Vischer Daniel · Nationalrat · 2004-09-20
Vischer Daniel · Nationalrat · Zürich · Grüne Fraktion · 2004-09-20
Wortprotokoll
Drei Präzisierungen:
1. Wir regeln hier nur jene Fälle der vorläufigen Anwendung von völkerrechtlichen Verträgen, bei denen die Bundesversammlung für die Genehmigung zuständig ist.
2. Der Bundesrat setzt das Instrument der vorläufigen Anwendung nur dann ein, wenn dies dringlich oder wichtig ist.
3. Zur Notifikation an das Parlament ist der Bundesrat aufgrund der geltenden gesetzlichen Lage ohnehin bereits gezwungen.
Nun zu Ihnen, Herr Fehr: Der Bundesrat wäre dankbar, wenn Nichteintreten beschlossen würde, weil er ja davon ausgeht, dass er kompetent sei, die jeweilige Kommission zu informieren und dann zu schauen, was es gebe. In diesem Sinne ist Ihr Minderheitsantrag ein Rohrkrepierer, weil Sie damit das Gegenteil von dem erreichen, was Sie wollen. Wenn diese Frage vom Tisch ist, wird der Bundesrat sagen: Das Parlament hat in der Essenz die bisherige Praxis bestätigt.
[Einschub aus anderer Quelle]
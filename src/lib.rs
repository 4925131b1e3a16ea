//! # ctxvisor
//!
//! **ctxvisor** is a bounded-concurrency scheduler for scarce, explicitly
//! destroyed resources such as WebGL or GPU rendering contexts.
//!
//! Callers submit render tasks. The scheduler runs at most `max_active` of them
//! at once, keeps the handle each one produces, and destroys those handles on
//! cancel, flush or shutdown. It never renders anything itself: the render
//! operation is an opaque async callback.
//!
//! ## Architecture
//! ```text
//!     ┌──────────────┐   ┌──────────────┐   ┌──────────────┐
//!     │   TaskRef    │   │   TaskRef    │   │   TaskRef    │
//!     │ (id, target, │   │ (id, target, │   │ (id, target, │
//!     │  operation)  │   │  operation)  │   │  operation)  │
//!     └──────┬───────┘   └──────┬───────┘   └──────┬───────┘
//!            ▼ submit           ▼ submit           ▼ submit
//! ┌───────────────────────────────────────────────────────────────────┐
//! │  Scheduler (handle)  ── mpsc::Sender<Command> ──┐                 │
//! └─────────────────────────────────────────────────┼─────────────────┘
//!                                                   ▼
//! ┌───────────────────────────────────────────────────────────────────┐
//! │  SchedulerActor (single loop, owns all state)                     │
//! │  - PendingQueue   FIFO, dedup by id                               │
//! │  - ActiveRegistry id → ResourceHandle                             │
//! │  - in_flight      ≤ max_active                                    │
//! │  - generation     bumped by flush                                 │
//! └──────┬──────────────────┬──────────────────┬──────────────────────┘
//!        ▼                  ▼                  ▼
//!   run_once(A)        run_once(B)        (C waits in queue)
//!        │                  │
//!        └──── Completion ──┴──► register / drop / discard ──► drain()
//!
//!   every transition ──► Bus (broadcast) ──► SubscriberSet ──► LogWriter, ...
//!                                       └──► Scheduler::subscribe()
//! ```
//!
//! ### Task lifecycle
//! ```text
//! Queued ──► InFlight ──► Active ──► Destroyed   (cancel / flush / shutdown)
//!   │            ├──────► Dropped                (no handle, error or panic)
//!   │            └──────► Discarded              (handle from before a flush)
//!   └──► Removed                                 (cancel before admission)
//! ```
//!
//! ## Features
//! | Area              | Description                                             | Key types                               |
//! |-------------------|---------------------------------------------------------|-----------------------------------------|
//! | **Scheduling**    | Capacity-bounded FIFO admission with dedup and teardown | [`Scheduler`], [`Status`]               |
//! | **Tasks**         | Render requests as closures or custom types             | [`Task`], [`TaskFn`], [`TaskRef`]       |
//! | **Resources**     | Explicitly destroyed handles                            | [`Resource`], [`ResourceHandle`]        |
//! | **Events**        | Lifecycle events on a broadcast bus                     | [`Event`], [`EventKind`], [`Subscribe`] |
//! | **Errors**        | Typed errors with stable labels                         | [`TaskError`], [`ResourceError`]        |
//! | **Configuration** | Capacity, channel sizes, shutdown grace                 | [`SchedulerConfig`]                     |
//!
//! ## Optional features
//! - `logging`: exports the built-in [`LogWriter`] subscriber, which writes events through `tracing`.
//!
//! ## Example
//! ```rust
//! use tokio_util::sync::CancellationToken;
//! use ctxvisor::{
//!     EventKind, Resource, ResourceError, ResourceHandle, Scheduler, SchedulerConfig,
//!     TaskError, TaskFn, TaskRef,
//! };
//!
//! struct GlContext;
//!
//! impl Resource for GlContext {
//!     fn destroy(&mut self) -> Result<(), ResourceError> {
//!         Ok(())
//!     }
//! }
//!
//! #[tokio::main(flavor = "current_thread")]
//! async fn main() -> Result<(), Box<dyn std::error::Error>> {
//!     let scheduler = Scheduler::new(SchedulerConfig::default().with_max_active(3));
//!     let mut events = scheduler.subscribe();
//!
//!     let render: TaskRef = TaskFn::arc("mol-1", "canvas-1", |_ctx: CancellationToken| async {
//!         Ok::<_, TaskError>(Some(Box::new(GlContext) as ResourceHandle))
//!     });
//!     scheduler.submit(render).await?;
//!
//!     while let Ok(ev) = events.recv().await {
//!         if ev.kind == EventKind::TaskActivated {
//!             break;
//!         }
//!     }
//!     assert_eq!(scheduler.status().await?.active, 1);
//!
//!     scheduler.flush().await?;
//!     scheduler.shutdown().await?;
//!     Ok(())
//! }
//! ```
mod core;
mod error;
mod events;
mod subscribers;
mod tasks;

// ---- Public re-exports ----

pub use core::{Scheduler, SchedulerBuilder, SchedulerConfig, Status};
pub use error::{ResourceError, RuntimeError, SchedulerError, TaskError};
pub use events::{Bus, Event, EventKind};
pub use subscribers::{Subscribe, SubscriberSet};
pub use tasks::{BoxTaskFuture, Resource, ResourceHandle, SurfaceRef, Task, TaskFn, TaskId, TaskRef};

// Optional: expose a simple built-in logger subscriber.
// Enable with: `--features logging`
#[cfg(feature = "logging")]
pub use subscribers::LogWriter;
use std::sync::Arc;

use tokio::sync::mpsc;
use tokio_util::sync::CancellationToken;

use super::{
    actor::SchedulerActor,
    scheduler::{Scheduler, Workers, spawn_listener},
};
use crate::{
    core::SchedulerConfig,
    events::Bus,
    subscribers::{Subscribe, SubscriberSet},
};

/// Builder for constructing a [`Scheduler`] with optional subscribers.
pub struct SchedulerBuilder {
    cfg: SchedulerConfig,
    subscribers: Vec<Arc<dyn Subscribe>>,
}

impl SchedulerBuilder {
    /// Creates a new builder with the given configuration.
    pub fn new(cfg: SchedulerConfig) -> Self {
        Self {
            cfg,
            subscribers: Vec::new(),
        }
    }

    /// Sets event subscribers for observability.
    ///
    /// Subscribers receive scheduler events through dedicated workers with
    /// bounded queues; a slow subscriber never stalls admission.
    pub fn with_subscribers(mut self, subscribers: Vec<Arc<dyn Subscribe>>) -> Self {
        self.subscribers = subscribers;
        self
    }

    /// Builds the scheduler and spawns its loop.
    ///
    /// Must be called from within a tokio runtime.
    pub fn build(self) -> Scheduler {
        let bus = Bus::new(self.cfg.bus_capacity_clamped());
        let runtime_token = CancellationToken::new();
        let listener_stop = CancellationToken::new();
        let (tx, rx) = mpsc::channel(self.cfg.command_capacity_clamped());

        // Subscribe before the loop starts so no event is missed.
        let listener = (!self.subscribers.is_empty()).then(|| {
            let set = SubscriberSet::new(self.subscribers, bus.clone());
            spawn_listener(bus.subscribe(), set, listener_stop.clone())
        });

        let actor = SchedulerActor::new(&self.cfg, bus.clone(), runtime_token.clone());
        let actor = tokio::spawn(actor.run(rx));

        tracing::debug!(
            max_active = self.cfg.max_active_clamped(),
            subscribers = listener.is_some(),
            "scheduler started"
        );

        Scheduler::from_parts(
            self.cfg,
            bus,
            tx,
            runtime_token,
            listener_stop,
            Workers { actor, listener },
        )
    }
}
Denn der Bundesrat leitet aus seiner bundesverfassungsrechtlichen aussenpolitischen Kompetenz auch seine Zuständigkeit für die Voranwendung ab.
In diesem Sinne müssen alle, die diese Materie tatsächlich regeln wollen - und das müssen eigentlich alle wollen, die die Verfassung ernst nehmen und für den Vorrang des Parlamentes eintreten -, auf diese Vorlage eintreten.